Foi um advogado do interior que, em 1792, foi eleito deputado à Convenção Nacional. Em outubro de 1793, ele foi enviado a Nantes, para subjugar a revolta que lá havia ocorrido. Mais notável por suas ações na Guerra da Vendéia durante o Reinado do Terror. Foi o principal responsável pelas famosas Noyades de Nantes (Afogamentos de Nantes): enquanto estava sob ordens de suprimir uma contra-revolução monarquista, ele comandou a execução de 4 000 civis, julgando que a guilhotina era muito lenta para as execuções, ele encheu com prisioneiros, principalmente padres, mulheres e crianças em Nantes, em algumas barcaças com comportas de fundo que, quando abertas, deixavam os prisioneiros se afundarem no rio Loire.

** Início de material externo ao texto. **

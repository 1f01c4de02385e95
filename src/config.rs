//! Configuration management for gossipchain
//!
//! All tunables live here as explicit values handed to the constructors that
//! need them; nothing is read from process-wide statics.

use serde::Deserialize;
use std::fs;
use std::path::Path;

#[derive(Debug, Clone, Deserialize, Default)]
pub struct Config {
    #[serde(default)]
    pub network: NetworkConfig,
    #[serde(default)]
    pub chain: ChainConfig,
    #[serde(default)]
    pub miner: MinerConfig,
    #[serde(default)]
    pub wallet: WalletConfig,
}

#[derive(Debug, Clone, Deserialize)]
pub struct NetworkConfig {
    #[serde(default = "default_p2p_port")]
    pub p2p_port: u16,
    #[serde(default = "default_bind_host")]
    pub bind_host: String,
    /// Host other peers should use to reach this node.
    #[serde(default = "default_advertise_host")]
    pub advertise_host: String,
    /// "host:port" entries contacted at startup to join the network.
    #[serde(default)]
    pub bootstrap_peers: Vec<String>,
}

/// Consensus parameters shared by every node of a network.
#[derive(Debug, Clone, Deserialize)]
pub struct ChainConfig {
    #[serde(default = "default_initial_difficulty")]
    pub initial_difficulty: u32,
    /// Difficulty is retuned every this many blocks.
    #[serde(default = "default_adjustment_interval")]
    pub difficulty_adjustment_interval: u64,
    #[serde(default = "default_target_block_time")]
    pub target_block_time_secs: u64,
    #[serde(default = "default_mining_rewards")]
    pub mining_rewards: u64,
    #[serde(default = "default_max_transactions")]
    pub max_transactions_per_block: usize,
}

#[derive(Debug, Clone, Deserialize)]
pub struct MinerConfig {
    #[serde(default = "default_mining_enabled")]
    pub enabled: bool,
}

#[derive(Debug, Clone, Deserialize, Default)]
pub struct WalletConfig {
    /// Hex-encoded secret key. A fresh keypair is generated when unset.
    #[serde(default)]
    pub secret_key: Option<String>,
}

impl Default for NetworkConfig {
    fn default() -> Self {
        Self {
            p2p_port: default_p2p_port(),
            bind_host: default_bind_host(),
            advertise_host: default_advertise_host(),
            bootstrap_peers: Vec::new(),
        }
    }
}

impl Default for ChainConfig {
    fn default() -> Self {
        Self {
            initial_difficulty: default_initial_difficulty(),
            difficulty_adjustment_interval: default_adjustment_interval(),
            target_block_time_secs: default_target_block_time(),
            mining_rewards: default_mining_rewards(),
            max_transactions_per_block: default_max_transactions(),
        }
    }
}

impl Default for MinerConfig {
    fn default() -> Self {
        Self {
            enabled: default_mining_enabled(),
        }
    }
}

fn default_p2p_port() -> u16 {
    8300
}

fn default_bind_host() -> String {
    "0.0.0.0".to_string()
}

fn default_advertise_host() -> String {
    "127.0.0.1".to_string()
}

fn default_initial_difficulty() -> u32 {
    1
}

fn default_adjustment_interval() -> u64 {
    10
}

fn default_target_block_time() -> u64 {
    30
}

fn default_mining_rewards() -> u64 {
    10
}

fn default_max_transactions() -> usize {
    32
}

fn default_mining_enabled() -> bool {
    true
}

/// Load configuration from a TOML file, falling back to defaults when the
/// file is absent.
pub fn load_config(path: &Path) -> Result<Config, Box<dyn std::error::Error>> {
    let config_str = fs::read_to_string(path).unwrap_or_default();
    let config: Config = if config_str.is_empty() {
        Config::default()
    } else {
        toml::from_str(&config_str)?
    };

    // Validate critical values
    if config.chain.initial_difficulty == 0 {
        return Err("chain.initial_difficulty must be at least 1".into());
    }
    if config.chain.difficulty_adjustment_interval == 0 {
        return Err("chain.difficulty_adjustment_interval must be at least 1".into());
    }
    if config.chain.max_transactions_per_block == 0 {
        return Err("chain.max_transactions_per_block must be at least 1".into());
    }

    Ok(config)
}

#[cfg(test)]
mod tests {
    use super::*;

    #[test]
    fn defaults_match_network_constants() {
        let config = Config::default();
        assert_eq!(config.network.p2p_port, 8300);
        assert_eq!(config.chain.initial_difficulty, 1);
        assert_eq!(config.chain.difficulty_adjustment_interval, 10);
        assert_eq!(config.chain.target_block_time_secs, 30);
        assert_eq!(config.chain.mining_rewards, 10);
        assert_eq!(config.chain.max_transactions_per_block, 32);
        assert!(config.miner.enabled);
    }

    #[test]
    fn parses_partial_toml() {
        let config: Config = toml::from_str(
            r#"
            [network]
            p2p_port = 9000
            bootstrap_peers = ["127.0.0.1:8300"]

            [chain]
            target_block_time_secs = 5
            "#,
        )
        .unwrap();
        assert_eq!(config.network.p2p_port, 9000);
        assert_eq!(config.network.bootstrap_peers.len(), 1);
        assert_eq!(config.chain.target_block_time_secs, 5);
        // untouched sections keep defaults
        assert_eq!(config.chain.mining_rewards, 10);
    }

    #[test]
    fn missing_file_yields_defaults() {
        let config = load_config(Path::new("/nonexistent/gossipchain.toml")).unwrap();
        assert_eq!(config.network.p2p_port, 8300);
    }
}
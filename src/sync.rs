//! Peer exchanges: one-shot requests, flood broadcast and the clone flow
//!
//! Every exchange opens a fresh connection, writes one line, reads one reply
//! line and closes. Broadcast iterates a snapshot of the registry so no lock
//! is held across network I/O; peers that fail are collected during the pass
//! and removed together afterwards.

use crate::error::{ChainError, Result};
use crate::network::{self, MessageType, WireMessage};
use crate::node::SharedState;
use crate::peer::Peer;
use std::sync::atomic::{AtomicU64, Ordering};
use std::sync::Arc;
use std::time::Duration;
use tokio::io::{AsyncBufReadExt, AsyncWriteExt, BufReader};
use tokio::net::TcpStream;
use tracing::{info, warn};

const EXCHANGE_TIMEOUT: Duration = Duration::from_secs(5);

/// Send one wire line to a peer and read the single reply line.
pub async fn request(peer: &Peer, line: &str) -> Result<String> {
    tokio::time::timeout(EXCHANGE_TIMEOUT, exchange(peer, line))
        .await
        .map_err(|_| ChainError::NetworkError(format!("Exchange with {} timed out", peer)))?
}

async fn exchange(peer: &Peer, line: &str) -> Result<String> {
    let stream = TcpStream::connect(peer.addr())
        .await
        .map_err(|e| ChainError::NetworkError(format!("Connect to {} failed: {}", peer, e)))?;
    let (read_half, mut write_half) = stream.into_split();

    write_half
        .write_all(line.as_bytes())
        .await
        .map_err(|e| ChainError::NetworkError(format!("Write to {} failed: {}", peer, e)))?;

    let mut reply = String::new();
    let mut reader = BufReader::new(read_half);
    let n = reader
        .read_line(&mut reply)
        .await
        .map_err(|e| ChainError::NetworkError(format!("Read from {} failed: {}", peer, e)))?;
    if n == 0 {
        return Err(ChainError::NetworkError(format!(
            "Peer {} closed the connection without replying",
            peer
        )));
    }
    Ok(reply.trim_end_matches(['\r', '\n']).to_string())
}

/// Flood one message to every known peer except `exclude`. Unreachable peers
/// are dropped from the registry after the pass; replies are otherwise
/// ignored.
pub async fn broadcast(
    state: &SharedState,
    msg_type: MessageType,
    payload: Option<String>,
    exclude: Option<&Peer>,
) {
    let peers = state.lock().await.peers.snapshot();
    let line = WireMessage::new(msg_type, payload).to_line();

    let mut unreachable = Vec::new();
    for peer in &peers {
        if Some(peer) == exclude {
            continue;
        }
        if let Err(e) = request(peer, &line).await {
            warn!("Broadcast of {} to {} failed: {}", msg_type, peer, e);
            unreachable.push(peer.clone());
        }
    }

    if !unreachable.is_empty() {
        let mut guard = state.lock().await;
        for peer in &unreachable {
            guard.peers.remove_peer(peer);
        }
        info!("Removed {} unreachable peer(s)", unreachable.len());
    }
}

/// Introduce ourselves to a bootstrap peer and register it. A `Dup` reply
/// means the peer already knew us, which is fine.
pub async fn join_network(state: &SharedState, self_peer: &Peer, target: &Peer) -> Result<()> {
    let payload = network::encode_record(self_peer)?;
    let line = WireMessage::new(MessageType::JoinNetwork, Some(payload)).to_line();
    let reply = request(target, &line).await?;
    let body = network::decode_reply(&reply)?;
    if body != network::reply::OK && body != network::reply::DUP {
        return Err(ChainError::NetworkError(format!(
            "Peer {} refused the join: {}",
            target, body
        )));
    }
    state.lock().await.peers.add_peer(target.clone());
    info!("Joined the network via {}", target);
    Ok(())
}

/// Announce departure to every peer and clear the registry.
pub async fn leave_network(state: &SharedState, self_peer: &Peer) {
    let payload = match network::encode_record(self_peer) {
        Ok(p) => p,
        Err(e) => {
            warn!("Could not encode the departure notice: {}", e);
            return;
        }
    };
    broadcast(state, MessageType::LeaveNetwork, Some(payload), None).await;
    state.lock().await.peers.replace(Vec::new());
    info!("Left the network");
}

/// Replace the local chain with one cloned from `source`. Mining is disabled
/// and local chain state cleared for the duration; a successful install
/// re-enables mining at the adopted difficulty. On any failure the node is
/// left empty with mining still disabled, matching the install semantics.
pub async fn clone_chain_from(
    state: &SharedState,
    chain_version: &Arc<AtomicU64>,
    source: &Peer,
) -> Result<()> {
    {
        let mut guard = state.lock().await;
        guard.chain.stop_mining();
        guard.chain.blocks.clear();
        guard.chain.pending.clear();
    }
    chain_version.fetch_add(1, Ordering::SeqCst);

    let line = WireMessage::new(MessageType::CloneBlockchain, None).to_line();
    let reply = request(source, &line).await?;
    let blocks = network::decode_chain(&reply)?;
    let length = blocks.len();

    let mut guard = state.lock().await;
    guard.chain.install_chain(blocks)?;
    guard.chain.start_mining();
    chain_version.fetch_add(1, Ordering::SeqCst);
    info!("Cloned a chain of {} block(s) from {}", length, source);
    Ok(())
}
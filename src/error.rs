//! Error types for gossipchain

use std::fmt;

#[derive(Debug, Clone)]
pub enum ChainError {
    InvalidBlockLinkage,
    InvalidProofOfWork,
    InvalidBlockHash,
    InvalidMerkleRoot,
    IncompatibleDifficulty { expected: u32, got: u32 },
    InvalidBlock(String),
    InvalidTransaction(String),
    InsufficientBalance(String),
    BlockAlreadyExists,
    DuplicateTransaction,
    DuplicatePeer,
    PeerNotFound,
    CryptoError(String),
    NetworkError(String),
    ParseError(String),
    ConfigError(String),
    IoError(String),
}

impl fmt::Display for ChainError {
    fn fmt(&self, f: &mut fmt::Formatter) -> fmt::Result {
        match self {
            ChainError::InvalidBlockLinkage => write!(f, "Invalid block linkage"),
            ChainError::InvalidProofOfWork => write!(f, "Invalid proof of work"),
            ChainError::InvalidBlockHash => write!(f, "Block hash does not match its content"),
            ChainError::InvalidMerkleRoot => write!(f, "Invalid Merkle root"),
            ChainError::IncompatibleDifficulty { expected, got } => {
                write!(f, "Incompatible difficulty: expected ~{}, got {}", expected, got)
            }
            ChainError::InvalidBlock(msg) => write!(f, "Invalid block: {}", msg),
            ChainError::InvalidTransaction(msg) => write!(f, "Invalid transaction: {}", msg),
            ChainError::InsufficientBalance(addr) => {
                write!(f, "Insufficient balance for sender {}", addr)
            }
            ChainError::BlockAlreadyExists => write!(f, "Block already exists"),
            ChainError::DuplicateTransaction => write!(f, "Duplicate transaction"),
            ChainError::DuplicatePeer => write!(f, "Peer already registered"),
            ChainError::PeerNotFound => write!(f, "Peer not found"),
            ChainError::CryptoError(msg) => write!(f, "Cryptographic error: {}", msg),
            ChainError::NetworkError(msg) => write!(f, "Network error: {}", msg),
            ChainError::ParseError(msg) => write!(f, "Parse error: {}", msg),
            ChainError::ConfigError(msg) => write!(f, "Configuration error: {}", msg),
            ChainError::IoError(msg) => write!(f, "IO error: {}", msg),
        }
    }
}

impl std::error::Error for ChainError {}

impl From<std::io::Error> for ChainError {
    fn from(err: std::io::Error) -> Self {
        ChainError::IoError(err.to_string())
    }
}

impl From<serde_json::Error> for ChainError {
    fn from(err: serde_json::Error) -> Self {
        ChainError::ParseError(err.to_string())
    }
}

/// Convenience alias used across the crate
pub type Result<T> = std::result::Result<T, ChainError>;
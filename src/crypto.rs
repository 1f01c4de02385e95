//! Cryptographic primitives for gossipchain
//!
//! Addresses are the hex encoding of a compressed secp256k1 public key, so a
//! verifier can recover the key from the address alone. All digests are
//! SHA-256 rendered as lowercase hex, which is the form the proof-of-work
//! prefix test operates on.

use crate::error::ChainError;
use once_cell::sync::Lazy;
use rand::rngs::OsRng;
use secp256k1::{
    constants::{COMPACT_SIGNATURE_SIZE, PUBLIC_KEY_SIZE, SECRET_KEY_SIZE},
    ecdsa::Signature,
    All, Message, PublicKey, Secp256k1, SecretKey,
};
use sha2::{Digest, Sha256};

/// A thread-safe, lazily initialized Secp256k1 context.
/// This prevents repeated, unnecessary context creation.
static SECP256K1_CONTEXT: Lazy<Secp256k1<All>> = Lazy::new(Secp256k1::new);

/// Compute the SHA-256 digest of `data` as a lowercase hex string.
pub fn hash_hex(data: &[u8]) -> String {
    hex::encode(Sha256::digest(data))
}

#[derive(Debug, Clone)]
pub struct KeyPair {
    pub secret_key: SecretKey,
    pub public_key: PublicKey,
}

impl KeyPair {
    /// Generates a new random KeyPair using the OS random number generator.
    pub fn generate() -> Self {
        let secret_key = SecretKey::new(&mut OsRng);
        let public_key = PublicKey::from_secret_key(&SECP256K1_CONTEXT, &secret_key);
        KeyPair {
            secret_key,
            public_key,
        }
    }

    /// Creates a KeyPair from raw secret key bytes.
    pub fn from_secret_bytes(bytes: &[u8]) -> Result<Self, ChainError> {
        let secret_key = SecretKey::from_slice(bytes).map_err(|e| {
            if bytes.len() != SECRET_KEY_SIZE {
                ChainError::CryptoError(format!(
                    "Secret key must be {} bytes, got {}",
                    SECRET_KEY_SIZE,
                    bytes.len()
                ))
            } else {
                ChainError::CryptoError(format!("Invalid secret key bytes: {}", e))
            }
        })?;
        let public_key = PublicKey::from_secret_key(&SECP256K1_CONTEXT, &secret_key);
        Ok(KeyPair {
            secret_key,
            public_key,
        })
    }

    /// Creates a KeyPair from a hex-encoded secret key.
    pub fn from_secret_hex(hex_str: &str) -> Result<Self, ChainError> {
        let bytes = hex::decode(hex_str)
            .map_err(|e| ChainError::CryptoError(format!("Invalid hex secret key: {}", e)))?;
        Self::from_secret_bytes(&bytes)
    }

    /// The node's account address: hex of the compressed public key.
    pub fn address(&self) -> String {
        hex::encode(self.public_key.serialize())
    }

    /// Signs a message (which is first hashed using SHA-256) and returns the
    /// compact signature as a hex string.
    pub fn sign(&self, message: &[u8]) -> Result<String, ChainError> {
        let digest = Sha256::digest(message);
        let message = Message::from_digest_slice(&digest)
            .map_err(|e| ChainError::CryptoError(format!("Failed to create message: {}", e)))?;
        let signature = SECP256K1_CONTEXT.sign_ecdsa(&message, &self.secret_key);
        Ok(hex::encode(signature.serialize_compact()))
    }
}

/// Verifies an ECDSA signature given the sender address (hex compressed
/// public key), the signed message bytes, and the hex compact signature.
pub fn verify_signature(
    address: &str,
    message: &[u8],
    signature_hex: &str,
) -> Result<(), ChainError> {
    let public_key_bytes = hex::decode(address)
        .map_err(|e| ChainError::CryptoError(format!("Invalid hex address: {}", e)))?;
    if public_key_bytes.len() != PUBLIC_KEY_SIZE {
        return Err(ChainError::CryptoError(format!(
            "Address must decode to exactly {} bytes (compressed public key), got {}",
            PUBLIC_KEY_SIZE,
            public_key_bytes.len()
        )));
    }

    let signature_bytes = hex::decode(signature_hex)
        .map_err(|e| ChainError::CryptoError(format!("Invalid hex signature: {}", e)))?;
    if signature_bytes.len() != COMPACT_SIGNATURE_SIZE {
        return Err(ChainError::CryptoError(format!(
            "Signature must be exactly {} bytes (compact), got {}",
            COMPACT_SIGNATURE_SIZE,
            signature_bytes.len()
        )));
    }

    let public_key = PublicKey::from_slice(&public_key_bytes)
        .map_err(|e| ChainError::CryptoError(format!("Invalid public key: {}", e)))?;

    let digest = Sha256::digest(message);
    let message = Message::from_digest_slice(&digest)
        .map_err(|e| ChainError::CryptoError(format!("Failed to create message: {}", e)))?;

    let signature = Signature::from_compact(&signature_bytes)
        .map_err(|e| ChainError::CryptoError(format!("Invalid signature: {}", e)))?;

    SECP256K1_CONTEXT
        .verify_ecdsa(&message, &signature, &public_key)
        .map_err(|_| ChainError::CryptoError("Signature verification failed".to_string()))
}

Em fevereiro de 1794 ele foi chamado de volta a Paris pelo Comitê de Salvação Pública, tomou parte no golpe contra Robespierre em 9 Thermidor (27 de julho de 1794), mas foi, ele próprio, chamado perante o Tribunal Revolucionário, Carrier foi julgado por crimes de guerra, considerado culpado e finalmente guilhotinado em 16 de dezembro de 1794. A ele é atribuída a frase "Antes faremos da França um cemitério do que deixaremos de regenerá-la".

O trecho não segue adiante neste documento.